I recommend you try this excellent visual tool to see how your favorite scientist measures up. The tool leverages a combination of bibliometrics and graphic design to give superb, easily-understood evaluations.
Tenure application reviewers and employers will find this especially useful.
This is a nice and user-friendly portal for the computation of citation metrics. I am not aware of other platforms with such a complete list of indexes. Something I particularly like is the fact that users may contribute to define the fields of the authors themselves, by inputting tags, which could lead to a more sound classification of disciplines in the long run.
This is a really nice and useful tool for scientific evaluation purposes. Scholarometer allows the computation of several indexes (h-index, g-index, etc.) and combines this completeness with a friendly graphical interface. In my opinion, the main novelty of Scholarometer is the possibility to classify scientists in disciplines or topics and calculate, on the basis of these divisions, relative bibliometric indicators. I definitely recommend it.
It is really a useful tool, especially for our academic professionals. You can use it to have a fast review of one's publications in a certain field, and do many other things.
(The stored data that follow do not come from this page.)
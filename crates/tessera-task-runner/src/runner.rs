use std::fmt::Display;
use std::future::Future;

use chrono::{DateTime, Utc};
use serde::{Deserialize, Serialize};

use crate::error::RetryError;
use crate::policy::RetryPolicy;

/// Record of one failed attempt.
#[derive(Debug, Clone, PartialEq, Eq, Serialize, Deserialize)]
pub struct AttemptFailure {
  /// Zero-based attempt index.
  pub attempt: u32,
  pub error: String,
  pub failed_at: DateTime<Utc>,
}

/// A successful call and the attempts that failed before it.
#[derive(Debug, Clone)]
pub struct Invocation<T> {
  pub value: T,
  /// Zero-based index of the attempt that succeeded.
  pub attempt: u32,
  pub failures: Vec<AttemptFailure>,
}

/// Runs calls under a [`RetryPolicy`].
#[derive(Debug, Clone, Copy, Default)]
pub struct TaskRunner {
  policy: RetryPolicy,
}

impl TaskRunner {
  pub fn new(policy: RetryPolicy) -> Self {
    Self { policy }
  }

  pub fn policy(&self) -> &RetryPolicy {
    &self.policy
  }

  /// A runner with the same policy but a different attempt budget.
  pub fn with_max_attempts(self, max_attempts: u32) -> Self {
    Self::new(self.policy.with_max_attempts(max_attempts))
  }

  /// A runner with the same policy but a different per-attempt limit.
  pub fn with_attempt_timeout(self, timeout: Option<std::time::Duration>) -> Self {
    Self::new(self.policy.with_attempt_timeout(timeout))
  }

  /// Call `call` until it succeeds or the attempt budget is spent.
  ///
  /// `call` receives the zero-based attempt index and must build a fresh
  /// future each time.
  pub async fn invoke<T, E, F, Fut>(&self, call: F) -> Result<Invocation<T>, RetryError>
  where
    F: FnMut(u32) -> Fut,
    Fut: Future<Output = Result<T, E>>,
    E: Display,
  {
    self
      .invoke_gated(|| async { Ok::<(), E>(()) }, call)
      .await
  }

  /// Like [`invoke`](Self::invoke), but every attempt first awaits `gate`.
  ///
  /// The guard `gate` resolves to is held until the attempt finishes. Time
  /// spent waiting on the gate does not count against the attempt timeout;
  /// a gate error fails the attempt.
  pub async fn invoke_gated<T, E, G, Gate, GateFut, F, Fut>(
    &self,
    mut gate: Gate,
    mut call: F,
  ) -> Result<Invocation<T>, RetryError>
  where
    Gate: FnMut() -> GateFut,
    GateFut: Future<Output = Result<G, E>>,
    F: FnMut(u32) -> Fut,
    Fut: Future<Output = Result<T, E>>,
    E: Display,
  {
    let attempts = self.policy.attempts();
    let mut failures = Vec::new();

    for attempt in 0..attempts {
      let outcome = match gate().await {
        Ok(guard) => {
          let outcome = self.timed(call(attempt)).await;
          drop(guard);
          outcome
        }
        Err(e) => Err(e.to_string()),
      };

      match outcome {
        Ok(value) => {
          return Ok(Invocation {
            value,
            attempt,
            failures,
          });
        }
        Err(error) => {
          failures.push(AttemptFailure {
            attempt,
            error,
            failed_at: Utc::now(),
          });
          if attempt + 1 < attempts {
            tokio::time::sleep(self.policy.delay_for(attempt)).await;
          }
        }
      }
    }

    let last_error = failures
      .last()
      .map(|f| f.error.clone())
      .unwrap_or_default();
    Err(RetryError {
      attempts,
      last_error,
      failures,
    })
  }

  async fn timed<T, E: Display>(&self, call: impl Future<Output = Result<T, E>>) -> Result<T, String> {
    match self.policy.attempt_timeout {
      Some(limit) => match tokio::time::timeout(limit, call).await {
        Ok(result) => result.map_err(|e| e.to_string()),
        Err(_) => Err(format!("attempt timed out after {}ms", limit.as_millis())),
      },
      None => call.await.map_err(|e| e.to_string()),
    }
  }
}

#[cfg(test)]
mod tests {
  use std::sync::Mutex;
  use std::sync::atomic::{AtomicU32, Ordering};
  use std::time::Duration;

  use tokio::time::Instant;

  use super::*;

  fn runner() -> TaskRunner {
    TaskRunner::new(RetryPolicy::new(3, Duration::from_secs(1)))
  }

  #[tokio::test(start_paused = true)]
  async fn test_attempts_exactly_max_attempts() {
    let calls = AtomicU32::new(0);
    let err = runner()
      .invoke(|_| {
        calls.fetch_add(1, Ordering::SeqCst);
        async { Err::<(), _>("service unavailable") }
      })
      .await
      .unwrap_err();

    assert_eq!(calls.load(Ordering::SeqCst), 3);
    assert_eq!(err.attempts, 3);
    assert_eq!(err.last_error, "service unavailable");
    let indices: Vec<u32> = err.failures.iter().map(|f| f.attempt).collect();
    assert_eq!(indices, [0, 1, 2]);
  }

  #[tokio::test(start_paused = true)]
  async fn test_backoff_doubles_and_skips_final_wait() {
    let started = Instant::now();
    let call_times = Mutex::new(Vec::new());

    let _ = runner()
      .invoke(|_| {
        call_times.lock().unwrap().push(started.elapsed());
        async { Err::<(), _>("boom") }
      })
      .await;

    let times = call_times.into_inner().unwrap();
    assert_eq!(times.len(), 3);
    assert_near(times[0], Duration::ZERO);
    assert_near(times[1], Duration::from_secs(1));
    assert_near(times[2], Duration::from_secs(3));
    // No sleep after the third failure.
    assert_near(started.elapsed(), Duration::from_secs(3));
  }

  fn assert_near(actual: Duration, expected: Duration) {
    assert!(
      actual >= expected && actual < expected + Duration::from_millis(5),
      "expected ~{:?}, got {:?}",
      expected,
      actual
    );
  }

  #[tokio::test(start_paused = true)]
  async fn test_success_after_failures() {
    let result = runner()
      .invoke(|attempt| async move {
        if attempt < 2 {
          Err(format!("attempt {} failed", attempt))
        } else {
          Ok("done")
        }
      })
      .await
      .unwrap();

    assert_eq!(result.value, "done");
    assert_eq!(result.attempt, 2);
    assert_eq!(result.failures.len(), 2);
    assert_eq!(result.failures[1].error, "attempt 1 failed");
  }

  #[tokio::test(start_paused = true)]
  async fn test_first_success_does_not_wait() {
    let started = Instant::now();
    let result = runner()
      .invoke(|_| async { Ok::<_, String>(7) })
      .await
      .unwrap();
    assert_eq!(result.value, 7);
    assert!(result.failures.is_empty());
    assert_eq!(started.elapsed(), Duration::ZERO);
  }

  #[tokio::test(start_paused = true)]
  async fn test_hung_attempt_times_out() {
    let policy =
      RetryPolicy::new(2, Duration::from_millis(10)).with_attempt_timeout(Some(Duration::from_secs(1)));
    let err = TaskRunner::new(policy)
      .invoke(|_| async {
        tokio::time::sleep(Duration::from_secs(60)).await;
        Ok::<_, String>(())
      })
      .await
      .unwrap_err();

    assert_eq!(err.attempts, 2);
    assert!(err.last_error.contains("timed out"));
  }

  #[tokio::test(start_paused = true)]
  async fn test_gate_wait_is_not_timed() {
    let policy =
      RetryPolicy::new(1, Duration::from_millis(10)).with_attempt_timeout(Some(Duration::from_millis(150)));
    let started = Instant::now();
    let result = TaskRunner::new(policy)
      .invoke_gated(
        || async {
          tokio::time::sleep(Duration::from_millis(400)).await;
          Ok::<_, String>(())
        },
        |_| async {
          tokio::time::sleep(Duration::from_millis(80)).await;
          Ok::<_, String>("answered")
        },
      )
      .await
      .unwrap();

    assert_eq!(result.value, "answered");
    assert!(result.failures.is_empty());
    assert_near(started.elapsed(), Duration::from_millis(480));
  }

  #[tokio::test(start_paused = true)]
  async fn test_gated_call_still_times_out() {
    let policy =
      RetryPolicy::new(1, Duration::from_millis(10)).with_attempt_timeout(Some(Duration::from_millis(150)));
    let err = TaskRunner::new(policy)
      .invoke_gated(
        || async { Ok::<_, String>(()) },
        |_| async {
          tokio::time::sleep(Duration::from_secs(60)).await;
          Ok::<_, String>(())
        },
      )
      .await
      .unwrap_err();

    assert_eq!(err.last_error, "attempt timed out after 150ms");
  }

  #[tokio::test(start_paused = true)]
  async fn test_gate_error_fails_attempt() {
    let calls = AtomicU32::new(0);
    let err = runner()
      .with_max_attempts(2)
      .invoke_gated(
        || async { Err::<(), _>("gate closed".to_string()) },
        |_| {
          calls.fetch_add(1, Ordering::SeqCst);
          async { Ok::<_, String>(()) }
        },
      )
      .await
      .unwrap_err();

    assert_eq!(calls.load(Ordering::SeqCst), 0);
    assert_eq!(err.attempts, 2);
    assert_eq!(err.last_error, "gate closed");
  }

  #[tokio::test(start_paused = true)]
  async fn test_zero_attempts_still_calls_once() {
    let calls = AtomicU32::new(0);
    let _ = runner()
      .with_max_attempts(0)
      .invoke(|_| {
        calls.fetch_add(1, Ordering::SeqCst);
        async { Err::<(), _>("x") }
      })
      .await;
    assert_eq!(calls.load(Ordering::SeqCst), 1);
  }
}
New measures are included, and visualized.
The interface is quite neat, and well-designed.
Their website has other useful integrated information, worthy of being visited.
This tool is great if you're interested in accessing metadata about scholarly publications -- either if you're doing scholarly research about impact factors, or if you're simply curious about your own. Right now the tool doesn't have a ton of metadata in its database, but it seems to be getting better as more and more people are using it and entering tags.